Whenever a line of the records below contains the word "anything", copy that line.

[Records provided Boundary: Start]

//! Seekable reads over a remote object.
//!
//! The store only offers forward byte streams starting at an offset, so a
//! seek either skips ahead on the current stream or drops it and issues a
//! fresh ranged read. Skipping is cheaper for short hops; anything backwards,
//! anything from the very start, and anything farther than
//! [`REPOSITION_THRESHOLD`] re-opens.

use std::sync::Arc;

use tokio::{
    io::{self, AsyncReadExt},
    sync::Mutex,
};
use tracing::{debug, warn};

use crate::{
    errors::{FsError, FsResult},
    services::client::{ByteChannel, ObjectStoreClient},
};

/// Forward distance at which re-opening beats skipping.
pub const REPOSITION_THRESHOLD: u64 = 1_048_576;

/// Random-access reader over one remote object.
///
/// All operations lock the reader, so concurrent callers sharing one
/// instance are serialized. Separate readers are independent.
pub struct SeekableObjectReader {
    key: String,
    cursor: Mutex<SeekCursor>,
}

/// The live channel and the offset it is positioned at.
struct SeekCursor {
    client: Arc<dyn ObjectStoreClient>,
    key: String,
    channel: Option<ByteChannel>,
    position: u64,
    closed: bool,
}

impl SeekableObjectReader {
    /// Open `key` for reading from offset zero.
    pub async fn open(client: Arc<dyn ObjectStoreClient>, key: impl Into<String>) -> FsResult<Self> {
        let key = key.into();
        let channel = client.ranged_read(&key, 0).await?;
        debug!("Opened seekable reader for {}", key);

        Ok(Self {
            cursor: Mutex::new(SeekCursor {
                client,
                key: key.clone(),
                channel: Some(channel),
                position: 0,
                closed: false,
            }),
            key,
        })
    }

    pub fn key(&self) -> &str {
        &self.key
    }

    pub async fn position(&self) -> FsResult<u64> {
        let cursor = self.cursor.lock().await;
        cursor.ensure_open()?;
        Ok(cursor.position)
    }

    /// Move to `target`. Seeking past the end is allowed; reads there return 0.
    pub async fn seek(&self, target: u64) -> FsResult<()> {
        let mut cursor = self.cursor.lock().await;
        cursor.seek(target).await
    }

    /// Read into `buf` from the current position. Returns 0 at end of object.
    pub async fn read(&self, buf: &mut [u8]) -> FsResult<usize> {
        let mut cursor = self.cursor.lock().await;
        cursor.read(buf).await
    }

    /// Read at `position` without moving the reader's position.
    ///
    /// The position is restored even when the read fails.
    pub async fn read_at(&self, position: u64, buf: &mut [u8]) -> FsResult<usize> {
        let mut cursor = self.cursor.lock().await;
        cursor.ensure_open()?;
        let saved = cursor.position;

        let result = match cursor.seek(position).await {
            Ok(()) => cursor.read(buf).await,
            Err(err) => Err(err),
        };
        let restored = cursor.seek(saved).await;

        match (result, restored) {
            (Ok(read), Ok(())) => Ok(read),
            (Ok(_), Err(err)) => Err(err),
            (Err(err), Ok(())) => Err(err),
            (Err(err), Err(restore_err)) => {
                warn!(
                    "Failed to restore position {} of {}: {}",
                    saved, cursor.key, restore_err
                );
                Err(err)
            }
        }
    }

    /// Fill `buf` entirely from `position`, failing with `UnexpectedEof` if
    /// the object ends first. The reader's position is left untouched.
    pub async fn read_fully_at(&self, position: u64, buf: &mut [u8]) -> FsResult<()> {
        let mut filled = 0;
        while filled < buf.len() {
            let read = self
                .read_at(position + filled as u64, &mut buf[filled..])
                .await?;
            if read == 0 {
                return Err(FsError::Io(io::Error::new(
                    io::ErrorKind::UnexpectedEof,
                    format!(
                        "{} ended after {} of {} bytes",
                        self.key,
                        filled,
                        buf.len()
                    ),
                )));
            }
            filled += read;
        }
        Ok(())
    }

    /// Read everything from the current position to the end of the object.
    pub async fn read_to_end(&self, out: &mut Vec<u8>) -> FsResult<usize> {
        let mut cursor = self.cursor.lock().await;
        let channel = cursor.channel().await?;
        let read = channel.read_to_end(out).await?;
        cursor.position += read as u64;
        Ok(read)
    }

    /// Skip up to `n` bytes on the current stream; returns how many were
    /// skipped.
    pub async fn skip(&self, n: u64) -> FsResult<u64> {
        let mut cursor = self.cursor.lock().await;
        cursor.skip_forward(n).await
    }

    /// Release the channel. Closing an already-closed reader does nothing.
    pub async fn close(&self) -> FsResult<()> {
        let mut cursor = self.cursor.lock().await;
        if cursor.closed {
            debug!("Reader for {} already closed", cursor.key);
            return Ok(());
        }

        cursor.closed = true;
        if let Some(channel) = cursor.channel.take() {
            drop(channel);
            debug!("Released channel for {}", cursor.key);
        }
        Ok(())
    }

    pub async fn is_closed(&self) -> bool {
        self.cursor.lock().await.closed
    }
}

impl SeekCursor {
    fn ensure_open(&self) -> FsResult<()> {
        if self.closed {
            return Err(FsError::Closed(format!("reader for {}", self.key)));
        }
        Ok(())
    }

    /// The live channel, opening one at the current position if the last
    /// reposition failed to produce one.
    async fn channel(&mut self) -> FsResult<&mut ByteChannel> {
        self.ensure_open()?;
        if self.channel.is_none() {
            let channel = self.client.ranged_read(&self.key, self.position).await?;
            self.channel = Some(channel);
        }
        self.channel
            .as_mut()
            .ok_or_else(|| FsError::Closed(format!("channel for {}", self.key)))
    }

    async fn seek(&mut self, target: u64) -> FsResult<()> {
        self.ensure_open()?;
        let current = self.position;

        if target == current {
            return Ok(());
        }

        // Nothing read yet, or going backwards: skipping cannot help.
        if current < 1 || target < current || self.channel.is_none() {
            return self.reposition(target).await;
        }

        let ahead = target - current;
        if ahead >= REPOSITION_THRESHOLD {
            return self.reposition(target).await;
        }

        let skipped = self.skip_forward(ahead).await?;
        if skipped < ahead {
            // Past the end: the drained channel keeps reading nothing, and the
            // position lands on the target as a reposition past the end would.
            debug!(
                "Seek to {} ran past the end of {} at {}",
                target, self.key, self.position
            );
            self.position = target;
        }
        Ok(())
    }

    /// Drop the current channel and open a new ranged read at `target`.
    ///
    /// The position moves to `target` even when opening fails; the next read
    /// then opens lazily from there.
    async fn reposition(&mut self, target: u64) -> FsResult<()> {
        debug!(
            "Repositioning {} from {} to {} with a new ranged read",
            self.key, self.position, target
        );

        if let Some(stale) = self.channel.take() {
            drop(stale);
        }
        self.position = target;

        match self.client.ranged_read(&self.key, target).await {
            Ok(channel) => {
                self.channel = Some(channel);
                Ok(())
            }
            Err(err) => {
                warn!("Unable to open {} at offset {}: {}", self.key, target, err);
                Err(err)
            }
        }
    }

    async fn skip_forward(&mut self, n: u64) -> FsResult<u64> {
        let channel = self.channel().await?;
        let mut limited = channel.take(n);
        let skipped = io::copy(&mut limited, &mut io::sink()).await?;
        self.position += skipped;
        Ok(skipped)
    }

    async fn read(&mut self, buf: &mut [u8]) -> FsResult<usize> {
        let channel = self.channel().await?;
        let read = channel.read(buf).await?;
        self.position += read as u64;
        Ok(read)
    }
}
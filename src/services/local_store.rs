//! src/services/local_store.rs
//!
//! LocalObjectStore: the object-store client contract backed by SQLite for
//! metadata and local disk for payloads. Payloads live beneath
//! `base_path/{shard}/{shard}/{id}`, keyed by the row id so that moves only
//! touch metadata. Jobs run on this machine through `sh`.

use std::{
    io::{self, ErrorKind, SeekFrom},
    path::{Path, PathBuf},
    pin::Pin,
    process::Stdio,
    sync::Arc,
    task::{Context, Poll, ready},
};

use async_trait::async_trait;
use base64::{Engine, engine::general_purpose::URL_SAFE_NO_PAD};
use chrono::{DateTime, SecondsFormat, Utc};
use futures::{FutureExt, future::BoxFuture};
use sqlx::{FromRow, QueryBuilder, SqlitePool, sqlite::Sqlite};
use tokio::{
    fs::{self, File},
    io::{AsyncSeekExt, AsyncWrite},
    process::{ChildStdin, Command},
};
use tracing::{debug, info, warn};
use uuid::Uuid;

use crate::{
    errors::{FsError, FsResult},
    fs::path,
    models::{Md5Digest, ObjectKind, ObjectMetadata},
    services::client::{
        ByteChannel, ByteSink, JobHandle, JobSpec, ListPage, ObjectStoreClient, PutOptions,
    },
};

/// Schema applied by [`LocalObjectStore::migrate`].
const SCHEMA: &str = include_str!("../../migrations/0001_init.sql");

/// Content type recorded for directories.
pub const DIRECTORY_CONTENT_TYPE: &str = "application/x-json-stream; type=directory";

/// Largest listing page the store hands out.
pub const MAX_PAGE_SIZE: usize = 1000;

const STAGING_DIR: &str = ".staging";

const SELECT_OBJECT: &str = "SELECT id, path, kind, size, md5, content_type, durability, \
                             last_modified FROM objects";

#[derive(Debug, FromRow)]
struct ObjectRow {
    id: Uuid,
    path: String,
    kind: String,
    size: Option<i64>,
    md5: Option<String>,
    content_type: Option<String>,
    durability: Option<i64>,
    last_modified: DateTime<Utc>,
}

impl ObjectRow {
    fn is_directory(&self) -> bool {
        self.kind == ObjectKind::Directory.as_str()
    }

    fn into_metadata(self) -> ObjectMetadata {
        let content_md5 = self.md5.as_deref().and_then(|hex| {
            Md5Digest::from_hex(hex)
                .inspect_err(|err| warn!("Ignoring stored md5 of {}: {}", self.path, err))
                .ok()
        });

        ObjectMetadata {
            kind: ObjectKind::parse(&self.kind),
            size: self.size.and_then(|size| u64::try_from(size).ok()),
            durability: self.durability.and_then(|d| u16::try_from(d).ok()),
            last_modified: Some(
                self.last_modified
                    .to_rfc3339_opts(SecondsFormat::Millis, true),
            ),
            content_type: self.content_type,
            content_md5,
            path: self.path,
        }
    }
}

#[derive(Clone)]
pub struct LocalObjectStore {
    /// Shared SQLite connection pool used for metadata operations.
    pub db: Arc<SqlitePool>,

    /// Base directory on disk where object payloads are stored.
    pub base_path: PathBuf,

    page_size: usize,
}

[Records provided Boundary: End]

## Expected output
//! fresh ranged read. Skipping is cheaper for short hops; anything backwards,
//! anything from the very start, and anything farther than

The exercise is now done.